Judith Ferrando

What motivates me to do this job

It’s the conviction that no one is better judge of a house than the one who lives in it – as Aristotle said two millennia ago. In a highly technological society, where the people have delegated their decision-making power to experts and political representatives, it is necessary to allow citizens to express themselves on matters affecting the construction of the city. Without this, social tensions and inequalities will only increase.
And then there is reaching people and allowing them to enter the complexity of collective choices. Realizing that far from individualistic clichés, they want the advent of a more just and egalitarian society.

My first ‘public mission’

I discovered Missions Publiques during an internship for the RATP – a field observation experiment set up to fight against incivilities and insecurity in public transport. Missions Publiques was working on how RATP agents and users could solve those problems together.
This allowed me to discover a job where people are made to talk about the subject of living together, literally, without avoiding the conflicts and difficulties experienced when one tries to find very concrete solutions – like challenging the decision-makers.
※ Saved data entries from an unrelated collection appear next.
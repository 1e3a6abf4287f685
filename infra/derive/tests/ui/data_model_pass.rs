#![allow(deprecated)]

use databind_derive::data_model;
use databind_kernel::{DataContext, DataModel, Mapping, ModelSchema, TreeNode, by_reflection};

/// Checks out sources.
///
/// Supports any Git remote.
#[data_model(display_name = "Checkout")]
#[derive(Debug, PartialEq)]
struct GitCheckout {
    /// Remote URL.
    url: String,
    #[data(default)]
    poll: bool,
    branch: Option<String>,
    #[data(rename = "type", help = "Kind of checkout.")]
    kind: String,
    #[data(skip)]
    cache: Vec<String>,
    #[data(deprecated)]
    depth: Option<u32>,
}

#[data_model(crate = "databind_kernel", deprecated, help = "Old style.")]
#[derive(Debug)]
struct OldCheckout {
    r#ref: String,
}

fn main() {
    let model = by_reflection::<GitCheckout>().unwrap();
    assert_eq!(model.display_name(), "Checkout");
    assert_eq!(model.describe().unwrap(), "GitCheckout(url, type, poll?, branch?, depth?)");
    assert_eq!(
        model.help().unwrap().as_deref(),
        Some("<div><p>Checks out sources.</p><p>Supports any Git remote.</p></div>")
    );
    assert_eq!(model.parameter("type").unwrap().help(), Some("Kind of checkout."));
    assert_eq!(model.parameter("url").unwrap().help(), Some("Remote URL."));
    assert!(model.parameter("depth").unwrap().is_deprecated());
    assert!(model.parameter("cache").is_none());

    let input: Mapping = [("url", "https://x"), ("type", "git")].into_iter().collect();
    let value = model.read(&TreeNode::from(input.clone()), &mut DataContext::new()).unwrap();
    assert_eq!(
        value,
        GitCheckout {
            url: "https://x".to_owned(),
            poll: false,
            branch: None,
            kind: "git".to_owned(),
            cache: Vec::new(),
            depth: None,
        }
    );
    assert_eq!(model.write(&value, &mut DataContext::new()).unwrap(), TreeNode::from(input));

    let old = by_reflection::<OldCheckout>().unwrap();
    assert!(old.is_deprecated());
    assert_eq!(old.describe().unwrap(), "OldCheckout(ref)");
    assert_eq!(old.help().unwrap().as_deref(), Some("<div><p>Old style.</p></div>"));
}
use config::{Config, Environment, File};
use serde::de::DeserializeOwned;
use std::borrow::Cow;
use std::path::Path;
use tracing::info;

/// Custom error type for config loading.
#[databind_derive::data_error]
pub enum ConfigError {
    #[error("Config error{}: {source}", format_context(.context))]
    Config { source: config::ConfigError, context: Option<Cow<'static, str>> },
}

/// File stem tried when no explicit path is given (`databind.toml`, `databind.json`, ...).
pub const DEFAULT_CONFIG_STEM: &str = "databind";

/// Layered configuration loader: a file, then environment overrides.
///
/// 1. **Base File**: `path` when given (must exist); otherwise the optional `databind` file
///    in the current working directory, in any format the `config` crate recognizes.
/// 2. **Environment Overrides**: variables prefixed with `DATABIND__`. Nested keys use double
///    underscores, e.g. `DATABIND__BINDING__UNKNOWN_PARAMETERS=warn` maps to `binding.unknown_parameters`.
///
/// # Errors
/// This function will return an error if:
/// * An explicitly given file cannot be found or parsed.
/// * The merged values do not match the structure of `T`.
///
/// # Example
/// ```rust
/// use databind_kernel::config::load_config;
/// use databind_kernel::domain::config::DataBindConfig;
///
/// let cfg: DataBindConfig = load_config(None::<&str>).unwrap_or_default();
/// assert_eq!(cfg.help.locale, "en");
/// ```
pub fn load_config<T>(path: Option<impl AsRef<Path>>) -> Result<T, ConfigError>
where
    T: DeserializeOwned,
{
    let file = match &path {
        Some(p) => {
            info!("Loading config from {}", p.as_ref().display());
            File::from(p.as_ref()).required(true)
        },
        None => File::with_name(DEFAULT_CONFIG_STEM).required(false),
    };

    let builder = Config::builder().add_source(file).add_source(
        Environment::with_prefix("DATABIND")
            .prefix_separator("__")
            .separator("__")
            .try_parsing(true),
    );

    let config = builder
        .build()
        .context("Failed to build config")?
        .try_deserialize::<T>()
        .context("Failed to deserialize config")?;

    Ok(config)
}
//! Bindings between Rust field types and tree nodes.

use crate::context::{DataContext, PathSegment};
use crate::error::DataError;
use crate::parameter::{AtomicType, ParameterType};
use databind_domain::{Mapping, TreeNode};
use std::collections::BTreeMap;

/// A type that can appear as a parameter value.
///
/// Implemented for the atomic types, `Option`, `Box`, `Vec`, string-keyed `BTreeMap`,
/// raw [`TreeNode`] and every `#[data_model]` type.
pub trait DataValue: Sized {
    fn parameter_type() -> ParameterType;

    /// # Errors
    /// `Write` when the value has no tree representation.
    fn write_value(&self, context: &mut DataContext) -> Result<TreeNode, DataError>;

    /// # Errors
    /// `Read` when the node has the wrong shape or is out of range.
    fn read_value(node: &TreeNode, context: &mut DataContext) -> Result<Self, DataError>;
}

fn mismatch(expected: &str, node: &TreeNode, context: &DataContext) -> DataError {
    DataError::read(format!("expected {expected} at {}, found {}", context.location(), node.kind()))
}

impl DataValue for bool {
    fn parameter_type() -> ParameterType {
        ParameterType::Atomic(AtomicType::Boolean)
    }

    fn write_value(&self, _context: &mut DataContext) -> Result<TreeNode, DataError> {
        Ok(TreeNode::from(*self))
    }

    fn read_value(node: &TreeNode, context: &mut DataContext) -> Result<Self, DataError> {
        node.as_bool().ok_or_else(|| mismatch("boolean", node, context))
    }
}

impl DataValue for i64 {
    fn parameter_type() -> ParameterType {
        ParameterType::Atomic(AtomicType::Integer)
    }

    fn write_value(&self, _context: &mut DataContext) -> Result<TreeNode, DataError> {
        Ok(TreeNode::from(*self))
    }

    fn read_value(node: &TreeNode, context: &mut DataContext) -> Result<Self, DataError> {
        node.as_i64().ok_or_else(|| mismatch("integer", node, context))
    }
}

macro_rules! integer_value {
    ($($ty:ty),* $(,)?) => {$(
        impl DataValue for $ty {
            fn parameter_type() -> ParameterType {
                ParameterType::Atomic(AtomicType::Integer)
            }

            fn write_value(&self, context: &mut DataContext) -> Result<TreeNode, DataError> {
                i64::try_from(*self).map(TreeNode::from).map_err(|_| {
                    DataError::write(format!(
                        "{self} at {} does not fit in a signed 64-bit integer",
                        context.location()
                    ))
                })
            }

            fn read_value(node: &TreeNode, context: &mut DataContext) -> Result<Self, DataError> {
                let value = node.as_i64().ok_or_else(|| mismatch("integer", node, context))?;
                <$ty>::try_from(value).map_err(|_| {
                    DataError::read(format!(
                        "{value} at {} is out of range for {}",
                        context.location(),
                        stringify!($ty)
                    ))
                })
            }
        }
    )*};
}

integer_value!(i8, i16, i32, isize, u8, u16, u32, u64, usize);

impl DataValue for f64 {
    fn parameter_type() -> ParameterType {
        ParameterType::Atomic(AtomicType::Number)
    }

    fn write_value(&self, context: &mut DataContext) -> Result<TreeNode, DataError> {
        if self.is_finite() {
            Ok(TreeNode::from(*self))
        } else {
            Err(DataError::write(format!("{self} at {} is not a finite number", context.location())))
        }
    }

    fn read_value(node: &TreeNode, context: &mut DataContext) -> Result<Self, DataError> {
        node.as_f64().ok_or_else(|| mismatch("number", node, context))
    }
}

impl DataValue for f32 {
    fn parameter_type() -> ParameterType {
        ParameterType::Atomic(AtomicType::Number)
    }

    fn write_value(&self, context: &mut DataContext) -> Result<TreeNode, DataError> {
        f64::from(*self).write_value(context)
    }

    #[allow(clippy::cast_possible_truncation)]
    fn read_value(node: &TreeNode, context: &mut DataContext) -> Result<Self, DataError> {
        let value = f64::read_value(node, context)?;
        let narrowed = value as Self;
        if value.is_finite() && !narrowed.is_finite() {
            return Err(DataError::read(format!(
                "{value:e} at {} is out of range for f32",
                context.location()
            )));
        }
        Ok(narrowed)
    }
}

impl DataValue for String {
    fn parameter_type() -> ParameterType {
        ParameterType::Atomic(AtomicType::String)
    }

    fn write_value(&self, _context: &mut DataContext) -> Result<TreeNode, DataError> {
        Ok(TreeNode::from(self.as_str()))
    }

    fn read_value(node: &TreeNode, context: &mut DataContext) -> Result<Self, DataError> {
        node.as_str().map(str::to_owned).ok_or_else(|| mismatch("string", node, context))
    }
}

impl DataValue for TreeNode {
    fn parameter_type() -> ParameterType {
        ParameterType::Any
    }

    fn write_value(&self, _context: &mut DataContext) -> Result<TreeNode, DataError> {
        Ok(self.clone())
    }

    fn read_value(node: &TreeNode, _context: &mut DataContext) -> Result<Self, DataError> {
        Ok(node.clone())
    }
}

impl<T: DataValue> DataValue for Option<T> {
    fn parameter_type() -> ParameterType {
        T::parameter_type()
    }

    fn write_value(&self, context: &mut DataContext) -> Result<TreeNode, DataError> {
        self.as_ref().map_or(Ok(TreeNode::Null), |value| value.write_value(context))
    }

    fn read_value(node: &TreeNode, context: &mut DataContext) -> Result<Self, DataError> {
        if node.is_null() { Ok(None) } else { T::read_value(node, context).map(Some) }
    }
}

impl<T: DataValue> DataValue for Box<T> {
    fn parameter_type() -> ParameterType {
        T::parameter_type()
    }

    fn write_value(&self, context: &mut DataContext) -> Result<TreeNode, DataError> {
        (**self).write_value(context)
    }

    fn read_value(node: &TreeNode, context: &mut DataContext) -> Result<Self, DataError> {
        T::read_value(node, context).map(Self::new)
    }
}

impl<T: DataValue> DataValue for Vec<T> {
    fn parameter_type() -> ParameterType {
        ParameterType::Sequence(Box::new(T::parameter_type()))
    }

    fn write_value(&self, context: &mut DataContext) -> Result<TreeNode, DataError> {
        self.iter()
            .enumerate()
            .map(|(index, item)| context.scoped(PathSegment::Index(index), |cx| item.write_value(cx)))
            .collect::<Result<Vec<_>, _>>()
            .map(TreeNode::Sequence)
    }

    fn read_value(node: &TreeNode, context: &mut DataContext) -> Result<Self, DataError> {
        let items = node.as_sequence().ok_or_else(|| mismatch("sequence", node, context))?;
        items
            .iter()
            .enumerate()
            .map(|(index, item)| context.scoped(PathSegment::Index(index), |cx| T::read_value(item, cx)))
            .collect()
    }
}

impl<T: DataValue> DataValue for BTreeMap<String, T> {
    fn parameter_type() -> ParameterType {
        ParameterType::Map(Box::new(T::parameter_type()))
    }

    fn write_value(&self, context: &mut DataContext) -> Result<TreeNode, DataError> {
        let mut mapping = Mapping::with_capacity(self.len());
        for (key, value) in self {
            let node = context.scoped(PathSegment::Key(key.clone()), |cx| value.write_value(cx))?;
            mapping.insert(key.clone(), node);
        }
        Ok(TreeNode::Mapping(mapping))
    }

    fn read_value(node: &TreeNode, context: &mut DataContext) -> Result<Self, DataError> {
        let mapping = node.as_mapping().ok_or_else(|| mismatch("mapping", node, context))?;
        mapping
            .iter()
            .map(|(key, value)| {
                context
                    .scoped(PathSegment::Key(key.to_owned()), |cx| T::read_value(value, cx))
                    .map(|value| (key.to_owned(), value))
            })
            .collect()
    }
}

#[cfg(test)]
mod tests {
    use super::*;

    fn read<T: DataValue>(node: impl Into<TreeNode>) -> Result<T, DataError> {
        T::read_value(&node.into(), &mut DataContext::new())
    }

    #[test]
    fn integers_are_range_checked() {
        assert_eq!(read::<u8>(200_i64).unwrap(), 200);
        let err = read::<u8>(300_i64).unwrap_err();
        assert_eq!(err.to_string(), "Read failed: 300 at the document root is out of range for u8");
        assert!(read::<u32>(-1_i64).is_err());
    }

    #[test]
    fn oversized_floats_are_range_checked() {
        assert!((read::<f32>(1.5).unwrap() - 1.5).abs() < f32::EPSILON);
        let err = read::<f32>(1e300).unwrap_err();
        assert!(matches!(err, DataError::Read { .. }));
        assert_eq!(err.to_string(), "Read failed: 1e300 at the document root is out of range for f32");
        assert!(read::<f32>(-1e300).is_err());
        assert_eq!(read::<f32>(f64::from(f32::MAX)).unwrap(), f32::MAX);
    }

    #[test]
    fn oversized_unsigned_fails_to_write() {
        let err = u64::MAX.write_value(&mut DataContext::new()).unwrap_err();
        assert!(matches!(err, DataError::Write { .. }));
    }

    #[test]
    fn non_finite_floats_fail_to_write() {
        assert!(f64::NAN.write_value(&mut DataContext::new()).is_err());
        assert!(f32::INFINITY.write_value(&mut DataContext::new()).is_err());
        assert_eq!(1.5_f64.write_value(&mut DataContext::new()).unwrap(), TreeNode::from(1.5));
    }

    #[test]
    fn numbers_accept_integers() {
        assert!((read::<f64>(2_i64).unwrap() - 2.0).abs() < f64::EPSILON);
    }

    #[test]
    fn mismatches_name_the_element() {
        let node = TreeNode::Sequence(vec!["a".into(), 1_i64.into()]);
        let err = read::<Vec<String>>(node).unwrap_err();
        assert_eq!(err.to_string(), "Read failed: expected string at '[1]', found integer");
    }

    #[test]
    fn maps_keep_their_keys() {
        let node: Mapping = [("b", "2"), ("a", "1")].into_iter().collect();
        let map = read::<BTreeMap<String, String>>(node).unwrap();
        assert_eq!(map.keys().collect::<Vec<_>>(), ["a", "b"]);
        assert_eq!(
            <BTreeMap<String, Vec<bool>>>::parameter_type().to_string(),
            "boolean[]{}"
        );
    }
}
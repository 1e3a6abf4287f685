use databind_derive::data_error;

#[data_error]
pub struct DemoError {
    message: String,
}

fn main() {}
The mission that left the strongest impression on me

The revision of Montreuil’s local urban plan. It seems very technical, but in the end we had to go closer to the citizens, for example in a migrant worker’s home. Some had lived in France for almost thirty years and I was impressed by the knowledge they had of Montreuil. They had so many proposals to make about the city, while being so discreet and so absent from the public workshops, and it convinced me that we must go out and get the thoughts of these inhabitants who are not usually given the opportunity to speak.